Middle Class Under Strain Amid Global Uncertainty, Manufacturing Seen as Key to Safeguarding Purchasing Power
Global uncertainty in the economy has risen sharply, now perceived to be three times the normal level over the past two decades, potentially eroding consumer confidence and squeezing Indonesia’s middle class. Enrico Tanuwijaya, ASEAN economist at UOB, said the global uncertainty index is currently at levels three times above normal, noting that the uncertainty diminishes willingness to spend even as the middle class is pressed by various incentives yet expected to stand on its own.
He said that the weakness in consumption is primarily from the mid-to-high-income group, which has traditionally driven domestic demand. “The demand-destroying factor is the mid-high segment. Car sales fall, and confidence declines. Labour-intensive sectors are being eroded,” he added.
Enrico regards manufacturing as the backbone of Indonesia’s economy, crucial for absorbing labour and sustaining consumption. During the commodity boom around 2012, the textile, footwear, and garment industries grew rapidly. Over the last decade, however, the contribution of these labour-intensive sectors has continued to decline. Conversely, the food and beverage (F&B) industry has increased its share of manufacturing from about 18% to 26.5%, though this sector is less labour-absorbing as it relies more on automation. “If we shift demand away from manufacturing, that is the key,” he said. “The problem now lies on the demand side.”
Data from the Indonesian Central Agency for Statistics (BPS) show the manufacturing sector remains the largest contributor to Indonesia’s GDP at around 18%-19%, but its growth has been moderating in recent years. Still, he is optimistic that Indonesia can become a mature and sustainable economy by 2035 if it can strengthen manufacturing, micro, small and medium-sized enterprises (MSMEs), and domestic purchasing power. “We still have a long runway of about ten years. Resilience must be built from now,” he said.
With a combination of fiscal policies, industrial protection, and financial literacy among the public, Indonesia is expected to weather global uncertainty while maintaining growth around 5% or higher. The government acknowledges pressure on the middle class. Secretary of the Coordinating Ministry for Economic Affairs, Susiwijono Moegiarso, said the number of middle-class households has declined since the pandemic, now around 17%. However, the number of aspiring middle-class households has risen, so combined they remain the mainstay of domestic consumption. He noted that about 54% of household consumption comes from this group, with household consumption itself accounting for more than half of Indonesia’s GDP. The Bureau of Statistics (BPS) put Indonesia’s economic growth for 2024-2025 at around 5%, with household consumption as the key driver.
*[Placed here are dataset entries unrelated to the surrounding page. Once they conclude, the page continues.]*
//! Dynamically typed cell values.
//!
//! # Responsibility
//! - Carry column values between entities, filters, records and SQL binds.
//! - Define the one total order used by every backend when sorting.
//!
//! # Invariants
//! - `Bool`, `Integer` and `Real` share the numeric storage class and compare
//!   numerically with each other.
//! - Storage classes order as `Null < numeric < text < blob`.
//! - Only `Integer`, `Text` and `Blob` (and `Bool`, as an integer) can act as
//!   entity keys.

use serde::{Deserialize, Serialize};
use std::cmp::Ordering;
use std::fmt::{Display, Formatter};
use uuid::Uuid;

/// One column value.
#[derive(Debug, Clone, PartialEq, Serialize, Deserialize)]
#[serde(tag = "type", content = "value", rename_all = "snake_case")]
pub enum Value {
    Null,
    Bool(bool),
    Integer(i64),
    Real(f64),
    Text(String),
    Blob(Vec<u8>),
}

impl Value {
    pub fn is_null(&self) -> bool {
        matches!(self, Self::Null)
    }

    /// Returns the text payload, if this is a text value.
    pub fn as_text(&self) -> Option<&str> {
        match self {
            Self::Text(value) => Some(value.as_str()),
            _ => None,
        }
    }

    /// Short lowercase name of the storage class, used in error messages.
    pub fn type_name(&self) -> &'static str {
        match self {
            Self::Null => "null",
            Self::Bool(_) => "bool",
            Self::Integer(_) => "integer",
            Self::Real(_) => "real",
            Self::Text(_) => "text",
            Self::Blob(_) => "blob",
        }
    }

    fn class_rank(&self) -> u8 {
        match self {
            Self::Null => 0,
            Self::Bool(_) | Self::Integer(_) | Self::Real(_) => 1,
            Self::Text(_) => 2,
            Self::Blob(_) => 3,
        }
    }

    /// Total order across all values.
    ///
    /// `Null` sorts lowest here; callers that need nulls-last placement
    /// handle nulls before delegating.
    pub fn total_cmp(&self, other: &Self) -> Ordering {
        let rank = self.class_rank().cmp(&other.class_rank());
        if rank != Ordering::Equal {
            return rank;
        }

        match (self, other) {
            (Self::Text(left), Self::Text(right)) => left.as_bytes().cmp(right.as_bytes()),
            (Self::Blob(left), Self::Blob(right)) => left.cmp(right),
            (Self::Null, Self::Null) => Ordering::Equal,
            (left, right) => compare_numeric(left, right),
        }
    }

    /// Comparison used by filters: `None` when either side is `Null`.
    pub fn filter_cmp(&self, other: &Self) -> Option<Ordering> {
        if self.is_null() || other.is_null() {
            return None;
        }
        Some(self.total_cmp(other))
    }
}

fn compare_numeric(left: &Value, right: &Value) -> Ordering {
    match (numeric_parts(left), numeric_parts(right)) {
        (Numeric::Int(a), Numeric::Int(b)) => a.cmp(&b),
        (Numeric::Int(a), Numeric::Real(b)) => (a as f64).total_cmp(&b),
        (Numeric::Real(a), Numeric::Int(b)) => a.total_cmp(&(b as f64)),
        (Numeric::Real(a), Numeric::Real(b)) => a.total_cmp(&b),
    }
}

enum Numeric {
    Int(i64),
    Real(f64),
}

fn numeric_parts(value: &Value) -> Numeric {
    match value {
        Value::Bool(flag) => Numeric::Int(i64::from(*flag)),
        Value::Integer(number) => Numeric::Int(*number),
        Value::Real(number) => Numeric::Real(*number),
        _ => Numeric::Int(0),
    }
}

impl Display for Value {
    fn fmt(&self, f: &mut Formatter<'_>) -> std::fmt::Result {
        match self {
            Self::Null => write!(f, "NULL"),
            Self::Bool(flag) => write!(f, "{flag}"),
            Self::Integer(number) => write!(f, "{number}"),
            Self::Real(number) => write!(f, "{number}"),
            Self::Text(text) => write!(f, "'{text}'"),
            Self::Blob(bytes) => write!(f, "<blob {} bytes>", bytes.len()),
        }
    }
}

impl From<bool> for Value {
    fn from(value: bool) -> Self {
        Self::Bool(value)
    }
}

impl From<i32> for Value {
    fn from(value: i32) -> Self {
        Self::Integer(i64::from(value))
    }
}

impl From<i64> for Value {
    fn from(value: i64) -> Self {
        Self::Integer(value)
    }
}

impl From<u32> for Value {
    fn from(value: u32) -> Self {
        Self::Integer(i64::from(value))
    }
}

impl From<f64> for Value {
    fn from(value: f64) -> Self {
        Self::Real(value)
    }
}

impl From<&str> for Value {
    fn from(value: &str) -> Self {
        Self::Text(value.to_string())
    }
}

impl From<String> for Value {
    fn from(value: String) -> Self {
        Self::Text(value)
    }
}

impl From<Vec<u8>> for Value {
    fn from(value: Vec<u8>) -> Self {
        Self::Blob(value)
    }
}

impl From<Uuid> for Value {
    fn from(value: Uuid) -> Self {
        Self::Text(value.to_string())
    }
}

impl<T: Into<Value>> From<Option<T>> for Value {
    fn from(value: Option<T>) -> Self {
        value.map_or(Self::Null, Into::into)
    }
}

/// Conversion from a stored value back into a Rust field type.
pub trait FromValue: Sized {
    fn from_value(value: &Value) -> Result<Self, String>;
}

impl FromValue for Value {
    fn from_value(value: &Value) -> Result<Self, String> {
        Ok(value.clone())
    }
}

impl FromValue for i64 {
    fn from_value(value: &Value) -> Result<Self, String> {
        match value {
            Value::Integer(number) => Ok(*number),
            Value::Bool(flag) => Ok(i64::from(*flag)),
            other => Err(format!("expected integer, got {}", other.type_name())),
        }
    }
}

impl FromValue for i32 {
    fn from_value(value: &Value) -> Result<Self, String> {
        let wide = i64::from_value(value)?;
        i32::try_from(wide).map_err(|_| format!("integer {wide} out of range for i32"))
    }
}

impl FromValue for u32 {
    fn from_value(value: &Value) -> Result<Self, String> {
        let wide = i64::from_value(value)?;
        u32::try_from(wide).map_err(|_| format!("integer {wide} out of range for u32"))
    }
}

impl FromValue for f64 {
    fn from_value(value: &Value) -> Result<Self, String> {
        match value {
            Value::Real(number) => Ok(*number),
            Value::Integer(number) => Ok(*number as f64),
            other => Err(format!("expected real, got {}", other.type_name())),
        }
    }
}

impl FromValue for bool {
    fn from_value(value: &Value) -> Result<Self, String> {
        match value {
            Value::Bool(flag) => Ok(*flag),
            Value::Integer(0) => Ok(false),
            Value::Integer(1) => Ok(true),
            other => Err(format!("expected bool, got {other}")),
        }
    }
}

impl FromValue for String {
    fn from_value(value: &Value) -> Result<Self, String> {
        match value {
            Value::Text(text) => Ok(text.clone()),
            other => Err(format!("expected text, got {}", other.type_name())),
        }
    }
}

impl FromValue for Vec<u8> {
    fn from_value(value: &Value) -> Result<Self, String> {
        match value {
            Value::Blob(bytes) => Ok(bytes.clone()),
            other => Err(format!("expected blob, got {}", other.type_name())),
        }
    }
}

impl FromValue for Uuid {
    fn from_value(value: &Value) -> Result<Self, String> {
        let text = String::from_value(value)?;
        Uuid::parse_str(&text).map_err(|_| format!("invalid uuid value `{text}`"))
    }
}

impl<T: FromValue> FromValue for Option<T> {
    fn from_value(value: &Value) -> Result<Self, String> {
        if value.is_null() {
            return Ok(None);
        }
        T::from_value(value).map(Some)
    }
}

/// Hashable, totally ordered form of an entity key.
#[derive(Debug, Clone, PartialEq, Eq, PartialOrd, Ord, Hash)]
pub enum KeyValue {
    Integer(i64),
    Text(String),
    Blob(Vec<u8>),
}

impl KeyValue {
    /// Converts a column value into a key, rejecting nulls and reals.
    pub fn from_value(value: &Value) -> Option<Self> {
        match value {
            Value::Integer(number) => Some(Self::Integer(*number)),
            Value::Bool(flag) => Some(Self::Integer(i64::from(*flag))),
            Value::Text(text) => Some(Self::Text(text.clone())),
            Value::Blob(bytes) => Some(Self::Blob(bytes.clone())),
            Value::Null | Value::Real(_) => None,
        }
    }
}

impl From<KeyValue> for Value {
    fn from(value: KeyValue) -> Self {
        match value {
            KeyValue::Integer(number) => Self::Integer(number),
            KeyValue::Text(text) => Self::Text(text),
            KeyValue::Blob(bytes) => Self::Blob(bytes),
        }
    }
}

impl Display for KeyValue {
    fn fmt(&self, f: &mut Formatter<'_>) -> std::fmt::Result {
        match self {
            Self::Integer(number) => write!(f, "{number}"),
            Self::Text(text) => write!(f, "{text}"),
            Self::Blob(bytes) => write!(f, "<blob {} bytes>", bytes.len()),
        }
    }
}

#[cfg(test)]
mod tests {
    use super::{FromValue, KeyValue, Value};
    use std::cmp::Ordering;
    use uuid::Uuid;

    #[test]
    fn numbers_compare_across_integer_and_real() {
        assert_eq!(
            Value::Integer(2).total_cmp(&Value::Real(2.5)),
            Ordering::Less
        );
        assert_eq!(
            Value::Bool(true).total_cmp(&Value::Integer(1)),
            Ordering::Equal
        );
    }

    #[test]
    fn storage_classes_order_null_numeric_text_blob() {
        let mut values = vec![
            Value::Blob(vec![0]),
            Value::Text("a".to_string()),
            Value::Integer(99),
            Value::Null,
        ];
        values.sort_by(Value::total_cmp);
        assert_eq!(
            values,
            vec![
                Value::Null,
                Value::Integer(99),
                Value::Text("a".to_string()),
                Value::Blob(vec![0]),
            ]
        );
    }

    #[test]
    fn filter_cmp_is_undefined_for_nulls() {
        assert_eq!(Value::Null.filter_cmp(&Value::Integer(1)), None);
        assert_eq!(Value::Integer(1).filter_cmp(&Value::Null), None);
    }

    #[test]
    fn optional_fields_read_null_as_none() {
        assert_eq!(Option::<i64>::from_value(&Value::Null).unwrap(), None);
        assert_eq!(
            Option::<String>::from_value(&Value::from("x")).unwrap(),
            Some("x".to_string())
        );
        assert!(i64::from_value(&Value::from("x")).is_err());
    }

    #[test]
    fn reals_and_nulls_are_not_keys() {
        assert_eq!(KeyValue::from_value(&Value::Real(1.0)), None);
        assert_eq!(KeyValue::from_value(&Value::Null), None);
        assert_eq!(
            KeyValue::from_value(&Value::Integer(7)),
            Some(KeyValue::Integer(7))
        );
    }

    #[test]
    fn uuids_travel_as_text_keys() {
        let id = Uuid::new_v4();
        let value = Value::from(id);
        assert_eq!(Uuid::from_value(&value).unwrap(), id);
        assert_eq!(
            KeyValue::from_value(&value),
            Some(KeyValue::Text(id.to_string()))
        );
        assert!(Uuid::from_value(&Value::from("not-a-uuid")).is_err());
    }

    #[test]
    fn values_serialize_with_a_type_tag() {
        let json = serde_json::to_string(&Value::Integer(3)).unwrap();
        assert_eq!(json, r#"{"type":"integer","value":3}"#);
        let back: Value = serde_json::from_str(r#"{"type":"null"}"#).unwrap();
        assert_eq!(back, Value::Null);
    }
}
“With 54% of household consumption and around 80% coming from the middle class, this group is very important,” Susiwijono said.
In parallel, the government has rolled out various measures to preserve purchasing power, including energy subsidies, wage subsidies, and credit programmes (Kredit Usaha Rakyat, KUR). “Demand-side support includes all these aids, with internship programmes also being continued,” he added. The government has also formed a task force to combat illegal imports and promote import substitution to protect domestic industry, particularly textiles and other labour-intensive products.
On the global trade front, the government is aiming to cut export tariffs to zero for the European Union under the IEU-CEPA agreement, effective 1 January 2027. Implementing this trade deal is expected to bolster the domestic industry which has been under pressure. “Why are textiles and apparels moving to Vietnam? Because they have zero tariffs. We hope that once we join, the implementation by 1 January 2027 means our tariffs will be zero and that could boost the sector,” he said.
In the same discussion, Emilya Soesanto, Deposit, Wealth Management, and Training Head at UOB Indonesia, assessed that Indonesia’s middle class is increasingly vulnerable. The UOB ASEAN Consumer Sentiment Study (ACSS) 2025 shows 37% of middle-income households earning Rp6-10 million per month are cutting back on investments, a larger share than those increasing their investment (24%). In the same group, 22% are reducing their allocations to insurance, compared with 11% who are increasing insurance. “This may reflect rising essential needs. When essentials rise, room for investment and insurance shrinks,” she noted.
However, the opposite trend is seen among mass affluent groups earning Rp10-60 million per month, where 38% are increasing investment allocations versus 19% reducing them. She emphasised the importance of an emergency fund in times of volatility. Today’s middle class aged 17-40 appears more aware of the need for such reserves. “An emergency fund is money set aside, not money left over. It is crucial in a period of high uncertainty.” She added that disciplined investment strategies matter more than merely following trends, and routine investing methods such as dollar-cost averaging are more effective than trying to time the market.